In [1]:
import os
import json
import pandas as pd
import matplotlib.pyplot as plt
import plotly.express as px
from datetime import datetime
from utiles import json_loader, obtener_df


pd.set_option('display.max_rows', None)
pd.set_option('display.max_columns', None)

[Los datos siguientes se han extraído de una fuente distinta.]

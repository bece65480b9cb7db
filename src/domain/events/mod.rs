//! Domain events
//!
//! Published after a write commits so that cached pages (cart badge, catalog listings, order
//! tracking) can be refreshed by whoever renders them.

use serde::Serialize;
use uuid::Uuid;
use crate::domain::aggregates::OrderStatus;

#[derive(Clone, Debug, PartialEq, Eq, Serialize)]
#[serde(tag = "type", rename_all = "snake_case")]
pub enum DomainEvent {
    CartChanged { user_id: Uuid },
    CatalogChanged { product_id: Option<Uuid> },
    OrderCreated { order_id: Uuid, user_id: Uuid },
    OrderPaid { order_id: Uuid },
    OrderStatusChanged { order_id: Uuid, status: OrderStatus },
    AddressesChanged { user_id: Uuid },
}

impl DomainEvent {
    pub fn subject(&self) -> &'static str {
        match self {
            Self::CartChanged { .. } => "storefront.cart.changed",
            Self::CatalogChanged { .. } => "storefront.catalog.changed",
            Self::OrderCreated { .. } => "storefront.order.created",
            Self::OrderPaid { .. } => "storefront.order.paid",
            Self::OrderStatusChanged { .. } => "storefront.order.status_changed",
            Self::AddressesChanged { .. } => "storefront.account.addresses_changed",
        }
    }
}
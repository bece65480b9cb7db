//! Cart consolidation: one cart per user, one line per SKU

use uuid::Uuid;

use crate::auth::Principal;
use crate::domain::aggregates::CartView;
use crate::domain::events::DomainEvent;
use crate::domain::value_objects::Quantity;
use crate::error::{AppError, Result};
use crate::state::AppState;
use crate::store::{CartItem, StoreError};

/// Adds one unit of `sku_id`, creating the cart on first use.
pub async fn add_item(state: &AppState, principal: &Principal, sku_id: Uuid) -> Result<CartItem> {
    let user_id = principal.user_id;
    let cart_id = match state.store.find_cart(user_id).await? {
        Some(id) => id,
        None => state.store.create_cart(user_id).await?,
    };
    let item = state.store.increment_cart_item(cart_id, sku_id).await.map_err(|e| match e {
        StoreError::ForeignKeyViolation(_) => AppError::NotFound("Product variant".into()),
        other => other.into(),
    })?;
    tracing::info!(%user_id, %sku_id, quantity = item.quantity.value(), "cart item added");
    state.events.publish(DomainEvent::CartChanged { user_id }).await;
    Ok(item)
}

/// Overwrites the line quantity. Concurrent updates are last-write-wins.
pub async fn update_quantity(state: &AppState, principal: &Principal, item_id: Uuid, quantity: i64) -> Result<()> {
    let quantity = Quantity::new(quantity).map_err(|e| AppError::field("quantity", e.to_string()))?;
    state.store.set_cart_item_quantity(principal.user_id, item_id, quantity).await?;
    tracing::info!(user_id = %principal.user_id, %item_id, quantity = quantity.value(), "cart quantity updated");
    state.events.publish(DomainEvent::CartChanged { user_id: principal.user_id }).await;
    Ok(())
}

pub async fn remove_item(state: &AppState, principal: &Principal, item_id: Uuid) -> Result<()> {
    state.store.delete_cart_item(principal.user_id, item_id).await?;
    tracing::info!(user_id = %principal.user_id, %item_id, "cart item removed");
    state.events.publish(DomainEvent::CartChanged { user_id: principal.user_id }).await;
    Ok(())
}

pub async fn view(state: &AppState, principal: &Principal) -> Result<CartView> {
    match state.store.load_cart(principal.user_id).await? {
        Some(cart) => Ok(cart.view()?),
        None => Ok(CartView::empty()),
    }
}

/// Units in the cart, for the header badge.
pub async fn count(state: &AppState, principal: &Principal) -> Result<u32> {
    Ok(state.store.load_cart(principal.user_id).await?.map_or(0, |c| c.item_count()))
}

#[cfg(test)]
mod tests {
    use super::*;
    use crate::services::fixtures;
    use crate::state::testing::Harness;

    #[tokio::test]
    async fn test_repeated_adds_consolidate_into_one_line() {
        let h = Harness::new();
        let (_, skus) = fixtures::product(&h.store, "Tee", 24999, &[(None, 10)]).await;
        let user = Principal::customer(Uuid::new_v4());
        for _ in 0..4 {
            add_item(&h.state, &user, skus[0]).await.unwrap();
        }
        let cart = view(&h.state, &user).await.unwrap();
        assert_eq!(cart.lines.len(), 1);
        assert_eq!(cart.lines[0].quantity.value(), 4);
        assert_eq!(count(&h.state, &user).await.unwrap(), 4);
        assert_eq!(h.events.events().len(), 4);
    }

    #[tokio::test]
    async fn test_concurrent_first_adds_share_one_cart() {
        let h = Harness::new();
        let (_, skus) = fixtures::product(&h.store, "Tee", 24999, &[(None, 10)]).await;
        let user = Principal::customer(Uuid::new_v4());
        let (a, b) = tokio::join!(add_item(&h.state, &user, skus[0]), add_item(&h.state, &user, skus[0]));
        assert_eq!(a.unwrap().cart_id, b.unwrap().cart_id);
        assert_eq!(count(&h.state, &user).await.unwrap(), 2);
    }

    #[tokio::test]
    async fn test_update_quantity_rejects_below_one() {
        let h = Harness::new();
        let (_, skus) = fixtures::product(&h.store, "Tee", 24999, &[(None, 10)]).await;
        let user = Principal::customer(Uuid::new_v4());
        let item = add_item(&h.state, &user, skus[0]).await.unwrap();

        for bad in [0, -1] {
            assert!(matches!(update_quantity(&h.state, &user, item.id, bad).await, Err(AppError::Validation { .. })));
        }
        update_quantity(&h.state, &user, item.id, 3).await.unwrap();
        assert_eq!(view(&h.state, &user).await.unwrap().lines[0].quantity.value(), 3);
    }

    #[tokio::test]
    async fn test_subtotal_uses_override_prices() {
        let h = Harness::new();
        let (_, tee) = fixtures::product(&h.store, "Tee", 10000, &[(Some(24999), 10)]).await;
        let (_, cap) = fixtures::product(&h.store, "Cap", 19999, &[(None, 10)]).await;
        let user = Principal::customer(Uuid::new_v4());
        add_item(&h.state, &user, tee[0]).await.unwrap();
        add_item(&h.state, &user, tee[0]).await.unwrap();
        add_item(&h.state, &user, cap[0]).await.unwrap();

        let cart = view(&h.state, &user).await.unwrap();
        assert_eq!(cart.subtotal.minor(), 69997);
        assert_eq!(cart.subtotal.to_string(), "699.97");
    }

    #[tokio::test]
    async fn test_unknown_sku_and_foreign_items() {
        let h = Harness::new();
        let (_, skus) = fixtures::product(&h.store, "Tee", 24999, &[(None, 10)]).await;
        let owner = Principal::customer(Uuid::new_v4());
        let other = Principal::customer(Uuid::new_v4());
        assert!(matches!(add_item(&h.state, &owner, Uuid::new_v4()).await, Err(AppError::NotFound(_))));

        let item = add_item(&h.state, &owner, skus[0]).await.unwrap();
        assert!(matches!(update_quantity(&h.state, &other, item.id, 5).await, Err(AppError::NotFound(_))));
        remove_item(&h.state, &other, item.id).await.unwrap();
        assert_eq!(count(&h.state, &owner).await.unwrap(), 1);

        remove_item(&h.state, &owner, item.id).await.unwrap();
        assert_eq!(count(&h.state, &owner).await.unwrap(), 0);
    }
}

json_list = json_loader('jsons')

df = obtener_df(json_list)


In [2]:

df_type_counts = df.groupby('type').size().reset_index(name='counts')
df_type_qualification = df.groupby('type')['qualification'].mean().reset_index(name='qualification')
px.pie(
    df_type_counts,
    names='type',
    values='counts',
    title='Proporción de establecimientos por tipo de local:',
    labels={'type': 'Tipo', 'counts': 'Cantidad'},
    color='type',
    height=400
).show()
px.bar(
    df_type_qualification,
    x='type',
    y='qualification',
    title='Calificación promedio por tipo de local:',
    labels={'type': 'Tipo', 'qualification': 'Calificación'},
    color='type',
    height=400,
    range_y= (df_type_qualification['qualification'].min() - 0.1, df_type_qualification['qualification'].max() + 0.1)
)

In [3]:
df_type_facebook = df.groupby('contact.facebook').count().reset_index()
df_type_instagram = df.groupby('contact.instagram').count().reset_index()
df_type_website = df.groupby('contact.website').count().reset_index()
df_type_phone = df.groupby('contact.phone').count().reset_index()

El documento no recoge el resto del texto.